According to Live Science, men make up 75% of COVID-19 patients in intensive care or on ventilators at Cedars-Sinai Medical Center in Los Angeles. As of early April, infected men in New York City were dying at about twice the rate of infected women, according to Live Science.
While some experts believe the gender disparity is due to the higher prevalence of heart and lung conditions in men, who also generally smoke cigarettes, consume alcohol and are exposed to outdoor pollution at a higher rate than women, others think hormones may play a role.
Women produce estrogen and progesterone, hormones which help regulate the female immune system and may bolster their resistance to infections. Scientists at Cedars-Sinai and the Renaissance School of Medicine at Stony Brook University plan to treat small groups of COVID-19 patients with hormones to see if they make a difference.

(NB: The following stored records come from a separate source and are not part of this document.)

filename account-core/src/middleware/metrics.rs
use axum::{extract::Request, middleware::Next, response::Response};
use metrics::{counter, histogram};
use std::time::Instant;

pub async fn metrics_middleware(req: Request, next: Next) -> Response {
    let start = Instant::now();
    let method = req.method().to_string();
    let path = req.uri().path().to_string();

    let response = next.run(req).await;

    let duration = start.elapsed();
    let status = response.status().as_u16().to_string();

    let labels = [("method", method), ("path", path), ("status", status)];

    counter!("http_requests_total", &labels).increment(1);
    histogram!("http_request_duration_seconds", &labels).record(duration.as_secs_f64());

    response
}
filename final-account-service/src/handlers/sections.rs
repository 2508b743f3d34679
//! Section handlers, including the explicit total-recompute endpoint.

use axum::{
    extract::{Json, Path, State},
    http::StatusCode,
};
use uuid::Uuid;
use validator::Validate;

use crate::models::{CreateSection, Section, UpdateSection};
use crate::startup::AppState;
use account_core::error::AppError;

/// Create a section under a bill.
///
/// POST /bills/:bill_id/sections
pub async fn create_section(
    State(state): State<AppState>,
    Path(bill_id): Path<Uuid>,
    Json(req): Json<CreateSection>,
) -> Result<(StatusCode, Json<Section>), AppError> {
    req.validate()?;

    state
        .db
        .get_bill(bill_id)
        .await?
        .ok_or_else(|| AppError::NotFound(anyhow::anyhow!("Bill not found")))?;

    let section = state.db.create_section(bill_id, &req).await?;

    Ok((StatusCode::CREATED, Json(section)))
}

/// List sections for a bill.
///
/// GET /bills/:bill_id/sections
pub async fn list_sections(
    State(state): State<AppState>,
    Path(bill_id): Path<Uuid>,
) -> Result<Json<Vec<Section>>, AppError> {
    state
        .db
        .get_bill(bill_id)
        .await?
        .ok_or_else(|| AppError::NotFound(anyhow::anyhow!("Bill not found")))?;

    let sections = state.db.list_sections(bill_id).await?;

    Ok(Json(sections))
}

/// Get a section by ID.
///
/// GET /sections/:section_id
pub async fn get_section(
    State(state): State<AppState>,
    Path(section_id): Path<Uuid>,
) -> Result<Json<Section>, AppError> {
    let section = state
        .db
        .get_section(section_id)
        .await?
        .ok_or_else(|| AppError::NotFound(anyhow::anyhow!("Section not found")))?;

    Ok(Json(section))
}

/// Update a section's descriptive fields.
///
/// PATCH /sections/:section_id
pub async fn update_section(
    State(state): State<AppState>,
    Path(section_id): Path<Uuid>,
    Json(req): Json<UpdateSection>,
) -> Result<Json<Section>, AppError> {
    req.validate()?;

    let section = state
        .db
        .update_section(section_id, &req)
        .await?
        .ok_or_else(|| AppError::NotFound(anyhow::anyhow!("Section not found")))?;

    Ok(Json(section))
}

/// Delete a section and everything under it.
///
/// DELETE /sections/:section_id
pub async fn delete_section(
    State(state): State<AppState>,
    Path(section_id): Path<Uuid>,
) -> Result<StatusCode, AppError> {
    let deleted = state.db.delete_section(section_id).await?;

    if !deleted {
        return Err(AppError::NotFound(anyhow::anyhow!("Section not found")));
    }

    Ok(StatusCode::NO_CONTENT)
}

/// Recompute section totals from current items and return the fresh section.
///
/// POST /sections/:section_id/recompute
pub async fn recompute_section(
    State(state): State<AppState>,
    Path(section_id): Path<Uuid>,
) -> Result<Json<Section>, AppError> {
    let section = state
        .db
        .recompute_section(section_id)
        .await?
        .ok_or_else(|| AppError::NotFound(anyhow::anyhow!("Section not found")))?;

    Ok(Json(section))
}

The Stony Brook patients who participate in the study will receive an estrogen patch. All men aged 18 and older are welcome to enter the trial if they have at least one serious symptom of COVID-19, according to Live Science.
The Cedars-Sinai volunteers will receive progesterone, rather than estrogen, as progesterone has anti-inflammatory properties that may stave off cytokine storms that can damage the body.
Both trials are hoping that increased amounts of estrogen and progesterone will help men fight off the virus, but not all data supports this theory.
Sabra Klein, a scientist who studies sex differences in viral infections and vaccination responses at the Johns Hopkins Bloomberg School of Public Health, points out that if sex hormones were the primary protective factor for women, then elderly women, whose hormone levels have fallen after menopause, would fare as poorly as men.
But that’s not the case, she told The New York Times.
“We see this bias across the life course,” she said. “Older men are still disproportionately affected, and that suggests to me it’s got to be something genetic, or something else, it’s not just hormonal.”